Electrolytes consisting of sodium bis(fluorosulfonyl)imide (NaFSI) dissolved in glymes (monoglyme, diglyme, and triglyme) were characterized by FT-Raman spectroscopy and 13C, 17O, and 23Na NMR spectroscopy. The glyme:NaFSI molar ratio was varied from 50:1 to 1:1, and it was observed that, in the dilute electrolytes, the sodium salt is completely dissociated into solvent separated ion pairs (SSIPs). However, contact ion pairs (CIPs) and aggregates (AGGs) become the predominant species in more concentrated solutions. Some of the electrolytes with the highest concentrations can be classified as solvate ionic liquids (SILs), where all of the solvent molecules are coordinated to sodium cations. Therefore, these electrolytes are fundamentally different from more dilute electrolytes which are typically used in commercially available secondary batteries.
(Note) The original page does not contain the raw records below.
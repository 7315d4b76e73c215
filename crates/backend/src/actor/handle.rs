//! Actor handles for communicating with actors
//!
//! Handles are cheap to clone and provide a way to send messages to actors.
//! They encapsulate the channel sender and turn the reply channels into
//! plain async request/response calls.

use std::time::Duration;

use tokio::sync::{mpsc, oneshot};
use tracing::debug;

use super::message::{HashId, HashMessage, Reservation, StatsMessage, StatsSnapshot, StorePhase};

// ============================================================================
// Hash Store Handle
// ============================================================================

/// Handle to communicate with a HashStoreActor
#[derive(Clone, Debug)]
pub struct HashStoreHandle {
  tx: mpsc::Sender<HashMessage>,
}

impl HashStoreHandle {
  /// Create a new handle from a sender
  pub fn new(tx: mpsc::Sender<HashMessage>) -> Self {
    Self { tx }
  }

  /// Reserve an identifier for `plaintext`.
  ///
  /// Returns as soon as the store has assigned the id; the digest itself is
  /// computed later by the scheduler.
  pub async fn reserve(&self, plaintext: impl Into<String>) -> Result<Reservation, SendError> {
    let plaintext = plaintext.into();
    self.request(|reply| HashMessage::Reserve { plaintext, reply }).await
  }

  /// Fetch the digest for `id`.
  ///
  /// `None` covers both unknown ids and ids whose digest is still pending.
  pub async fn retrieve(&self, id: HashId) -> Result<Option<String>, SendError> {
    self.request(|reply| HashMessage::Retrieve { id, reply }).await
  }

  /// Ask the store to stop accepting reservations.
  ///
  /// Returns the phase right after the request was processed: `Terminated`
  /// when nothing was in flight, `Draining` otherwise. Safe to call repeatedly.
  pub async fn request_shutdown(&self) -> Result<StorePhase, SendError> {
    self.request(|reply| HashMessage::Shutdown { reply }).await
  }

  #[cfg(test)]
  pub(super) fn sender(&self) -> &mpsc::Sender<HashMessage> {
    &self.tx
  }

  async fn request<T>(&self, build: impl FnOnce(oneshot::Sender<T>) -> HashMessage) -> Result<T, SendError> {
    let (reply_tx, reply_rx) = oneshot::channel();
    self.tx.send(build(reply_tx)).await.map_err(|_| SendError::ActorGone)?;
    reply_rx.await.map_err(|_| SendError::ActorGone)
  }
}

// ============================================================================
// Stats Handle
// ============================================================================

/// Handle to communicate with a StatsActor
///
/// Recording is fire-and-forget; only `snapshot` waits for a reply.
#[derive(Clone, Debug)]
pub struct StatsHandle {
  tx: mpsc::Sender<StatsMessage>,
}

impl StatsHandle {
  /// Create a new handle from a sender
  pub fn new(tx: mpsc::Sender<StatsMessage>) -> Self {
    Self { tx }
  }

  /// Record one completed request
  pub async fn record(&self, latency: Duration) -> Result<(), SendError> {
    self
      .tx
      .send(StatsMessage::Record { latency })
      .await
      .map_err(|_| SendError::ActorGone)
  }

  /// Record from a spawned task so the caller never waits on the stats mailbox
  pub fn record_detached(&self, latency: Duration) {
    let handle = self.clone();
    tokio::spawn(async move {
      if let Err(e) = handle.record(latency).await {
        debug!(error = %e, "Dropped request latency sample");
      }
    });
  }

  /// Read the current totals
  pub async fn snapshot(&self) -> Result<StatsSnapshot, SendError> {
    let (reply_tx, reply_rx) = oneshot::channel();
    self
      .tx
      .send(StatsMessage::Retrieve { reply: reply_tx })
      .await
      .map_err(|_| SendError::ActorGone)?;
    reply_rx.await.map_err(|_| SendError::ActorGone)
  }
}

// ============================================================================
// Errors
// ============================================================================

/// Error when sending to an actor
#[derive(Debug, Clone, thiserror::Error)]
pub enum SendError {
  #[error("Actor has shut down")]
  ActorGone,
}
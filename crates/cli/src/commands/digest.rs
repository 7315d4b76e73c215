//! Offline digest command

use anyhow::Result;

/// Print the digest the server would store for `plaintext`
pub fn cmd_digest(plaintext: &str) -> Result<()> {
  println!("{}", hashvault::digest::encode(plaintext));
  Ok(())
}
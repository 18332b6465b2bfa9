//! `bibcite-lib` splits a BibTeX bibliography into one citation file per
//! entry, the building block behind the `bibcite` CLI.
//!
//! The library parses BibTeX text into ordered [`Entry`] values, derives a
//! filesystem-safe name from each citation key, and re-serializes every entry
//! on its own. [`split::run`] ties these together and also publishes a
//! verbatim copy of the source file.
//!
//! # Example
//!
//! ```rust
//! use bibcite_lib::{entry_to_bib, safe_filename, Bibliography};
//!
//! # fn demo() -> Result<(), bibcite_lib::error::ParseError> {
//! let bib: Bibliography = "@Article{doe-2021:x, title = {A   Title}, note = { }}".parse()?;
//! let entry = &bib.entries()[0];
//!
//! assert_eq!(safe_filename(entry.key()), "doe-2021_x");
//! assert_eq!(entry_to_bib(entry), "@article{doe-2021:x,\n  title = {A Title}\n}\n");
//! # Ok(())
//! # }
//! # demo().unwrap();
//! ```

pub mod entry;
pub mod error;
pub mod parser;
pub mod sanitize;
pub mod serialize;
pub mod split;

pub use entry::{Entry, Field};
pub use parser::{parse, Bibliography};
pub use sanitize::safe_filename;
pub use serialize::entry_to_bib;
pub use split::{run, SplitConfig, SplitReport};
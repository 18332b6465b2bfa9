//! Turns citation keys into names that are safe to use as file stems.

use regex::Regex;
use std::sync::LazyLock;

/// Stem used when a key is absent or blank.
pub const DEFAULT_STEM: &str = "ref";

static WHITESPACE_RUN: LazyLock<Regex> = LazyLock::new(|| Regex::new(r"\s+").unwrap());
static UNSAFE_CHAR: LazyLock<Regex> = LazyLock::new(|| Regex::new(r"[^A-Za-z0-9._-]").unwrap());

/// Returns a filesystem-safe version of `key`.
///
/// Surrounding whitespace is trimmed, each inner whitespace run becomes one
/// `_`, and every remaining character outside `[A-Za-z0-9._-]` becomes `_`.
/// Absent or blank keys map to [`DEFAULT_STEM`]. Applying the function to its
/// own output returns the same string.
pub fn safe_filename(key: Option<&str>) -> String {
    let trimmed = key.map(str::trim).unwrap_or_default();
    if trimmed.is_empty() {
        return DEFAULT_STEM.to_string();
    }

    let collapsed = WHITESPACE_RUN.replace_all(trimmed, "_");
    UNSAFE_CHAR.replace_all(&collapsed, "_").into_owned()
}
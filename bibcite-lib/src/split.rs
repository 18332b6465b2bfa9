//! The end-to-end pass: read the bibliography, write one file per entry, and
//! publish a verbatim copy of the source.

use crate::error::SplitError;
use crate::parser::parse;
use crate::sanitize::safe_filename;
use crate::serialize::entry_to_bib;
use std::collections::HashMap;
use std::fmt;
use std::fs;
use std::path::{Path, PathBuf};

/// Source bibliography, relative to the project root.
pub const DEFAULT_INPUT: &str = "src/data/publications.bib";
/// Directory receiving the per-entry files, relative to the project root.
pub const DEFAULT_OUT_DIR: &str = "public/cite";
/// Destination of the verbatim copy, relative to the project root.
pub const DEFAULT_PUBLIC_COPY: &str = "public/publications.bib";

/// Resolved locations for one run.
#[derive(Debug, Clone, PartialEq, Eq)]
pub struct SplitConfig {
    pub input: PathBuf,
    pub out_dir: PathBuf,
    pub public_copy: PathBuf,
    /// Parse and report without touching the filesystem.
    pub dry_run: bool,
}

impl SplitConfig {
    /// The default layout under `root`.
    pub fn with_root(root: impl AsRef<Path>) -> Self {
        let root = root.as_ref();
        Self {
            input: root.join(DEFAULT_INPUT),
            out_dir: root.join(DEFAULT_OUT_DIR),
            public_copy: root.join(DEFAULT_PUBLIC_COPY),
            dry_run: false,
        }
    }
}

/// What a run produced.
#[derive(Debug, Clone, PartialEq, Eq)]
pub struct SplitReport {
    /// Every per-entry file written, in entry order. A path appears twice
    /// when two keys sanitize to the same name.
    pub written: Vec<PathBuf>,
    /// Records without a citation key.
    pub skipped: usize,
    pub out_dir: PathBuf,
    pub dry_run: bool,
}

impl SplitReport {
    pub fn count(&self) -> usize {
        self.written.len()
    }
}

impl fmt::Display for SplitReport {
    fn fmt(&self, f: &mut fmt::Formatter<'_>) -> fmt::Result {
        let verb = if self.dry_run {
            "Would generate"
        } else {
            "Generated"
        };
        write!(
            f,
            "{verb} {} per-entry BibTeX files in {}",
            self.count(),
            self.out_dir.display()
        )
    }
}

/// Runs the split described by `config`.
///
/// Fails with [`SplitError::MissingInput`] before writing anything when the
/// input file does not exist. Files written before a later failure are left
/// in place.
pub fn run(config: &SplitConfig) -> Result<SplitReport, SplitError> {
    if !config.input.exists() {
        return Err(SplitError::MissingInput(config.input.clone()));
    }

    let raw = fs::read(&config.input).map_err(|e| SplitError::io("read", &config.input, e))?;
    let text = String::from_utf8_lossy(&raw);
    let bibliography = parse(&text).map_err(|source| SplitError::Parse {
        path: config.input.clone(),
        source,
    })?;
    log::info!(
        "Parsed {} records from {}",
        bibliography.len(),
        config.input.display()
    );

    if !config.dry_run {
        fs::create_dir_all(&config.out_dir)
            .map_err(|e| SplitError::io("create directory", &config.out_dir, e))?;
    }

    let mut written = Vec::new();
    let mut skipped = 0;
    let mut claimed: HashMap<String, &str> = HashMap::new();

    for entry in &bibliography {
        let Some(key) = entry.key() else {
            skipped += 1;
            if entry.is_directive() {
                log::debug!("Skipping @{} block", entry.entry_type);
            } else {
                log::warn!(
                    "Skipping @{} entry without a citation key",
                    entry.entry_type
                );
            }
            continue;
        };

        let filename = format!("{}.bib", safe_filename(Some(key)));
        if let Some(previous) = claimed.insert(filename.clone(), key) {
            if previous != key {
                log::warn!("Keys `{previous}` and `{key}` both map to {filename}; keeping `{key}`");
            }
        }

        let path = config.out_dir.join(&filename);
        if config.dry_run {
            log::debug!("Would write {}", path.display());
        } else {
            fs::write(&path, entry_to_bib(entry))
                .map_err(|e| SplitError::io("write", &path, e))?;
            log::debug!("Wrote {}", path.display());
        }
        written.push(path);
    }

    if !config.dry_run {
        copy_verbatim(&config.input, &config.public_copy)?;
    }

    Ok(SplitReport {
        written,
        skipped,
        out_dir: config.out_dir.clone(),
        dry_run: config.dry_run,
    })
}

fn copy_verbatim(from: &Path, to: &Path) -> Result<(), SplitError> {
    if let Some(parent) = to.parent().filter(|p| !p.as_os_str().is_empty()) {
        fs::create_dir_all(parent)
            .map_err(|e| SplitError::io("create directory", parent, e))?;
    }

    if same_file(from, to) {
        log::debug!("{} is already the public copy", to.display());
        return Ok(());
    }

    fs::copy(from, to).map_err(|e| SplitError::io("copy bibliography to", to, e))?;
    log::debug!("Copied {} to {}", from.display(), to.display());
    Ok(())
}

fn same_file(a: &Path, b: &Path) -> bool {
    match (a.canonicalize(), b.canonicalize()) {
        (Ok(a), Ok(b)) => a == b,
        _ => false,
    }
}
The melting point or glass transition temperature, dynamic viscosity, density, sodium concentration, and ionic conductivity of these solvate ionic liquids are reported as well as the crystal structures of [Na(G3)][FSI] and [Na(G3)2][FSI]. Galvanostatic cycling experiments were performed in coin-type cells with a Na2/3[Mn0.55Ni0.30Co0.15]O2 cathode to study the influence of these electrolytes on the electrochemical stability and charge/discharge behavior.